INFORMATION SUPPLIED below:
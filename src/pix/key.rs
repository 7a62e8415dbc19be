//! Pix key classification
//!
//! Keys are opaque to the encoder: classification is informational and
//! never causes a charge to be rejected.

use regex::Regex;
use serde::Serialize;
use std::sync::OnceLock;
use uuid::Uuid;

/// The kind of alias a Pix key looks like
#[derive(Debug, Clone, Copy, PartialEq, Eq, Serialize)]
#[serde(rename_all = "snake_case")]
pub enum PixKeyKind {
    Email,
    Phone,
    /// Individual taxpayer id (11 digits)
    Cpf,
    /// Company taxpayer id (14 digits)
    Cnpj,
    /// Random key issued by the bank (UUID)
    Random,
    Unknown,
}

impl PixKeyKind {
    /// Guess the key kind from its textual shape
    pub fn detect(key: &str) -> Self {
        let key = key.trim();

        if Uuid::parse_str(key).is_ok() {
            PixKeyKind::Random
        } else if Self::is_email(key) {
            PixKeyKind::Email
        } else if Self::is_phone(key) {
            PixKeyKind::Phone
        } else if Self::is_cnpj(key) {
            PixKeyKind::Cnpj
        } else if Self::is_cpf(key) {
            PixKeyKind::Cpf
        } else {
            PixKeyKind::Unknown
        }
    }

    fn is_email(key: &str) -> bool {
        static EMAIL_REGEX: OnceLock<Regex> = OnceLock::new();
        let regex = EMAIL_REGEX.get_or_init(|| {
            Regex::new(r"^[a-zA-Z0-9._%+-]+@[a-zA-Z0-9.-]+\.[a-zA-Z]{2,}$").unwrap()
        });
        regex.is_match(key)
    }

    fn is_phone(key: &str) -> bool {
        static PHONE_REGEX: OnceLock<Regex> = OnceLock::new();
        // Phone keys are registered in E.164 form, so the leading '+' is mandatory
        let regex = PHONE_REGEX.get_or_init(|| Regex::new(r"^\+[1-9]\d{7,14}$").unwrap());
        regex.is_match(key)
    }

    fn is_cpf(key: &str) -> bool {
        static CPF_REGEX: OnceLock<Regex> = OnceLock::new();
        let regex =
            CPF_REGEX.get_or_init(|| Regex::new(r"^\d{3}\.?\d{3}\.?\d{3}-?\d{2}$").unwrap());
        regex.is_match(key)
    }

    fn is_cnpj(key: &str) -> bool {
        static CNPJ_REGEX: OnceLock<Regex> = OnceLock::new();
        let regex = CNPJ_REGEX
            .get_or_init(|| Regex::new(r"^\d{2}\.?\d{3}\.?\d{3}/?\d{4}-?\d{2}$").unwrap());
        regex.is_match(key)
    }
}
End of INFORMATION SUPPLIED.
=== WORK TO COMPLETE ===
Only the number is wanted: how many lines in the preceding entries hold the string "serde"?

=== TASK OUTPUT ===
2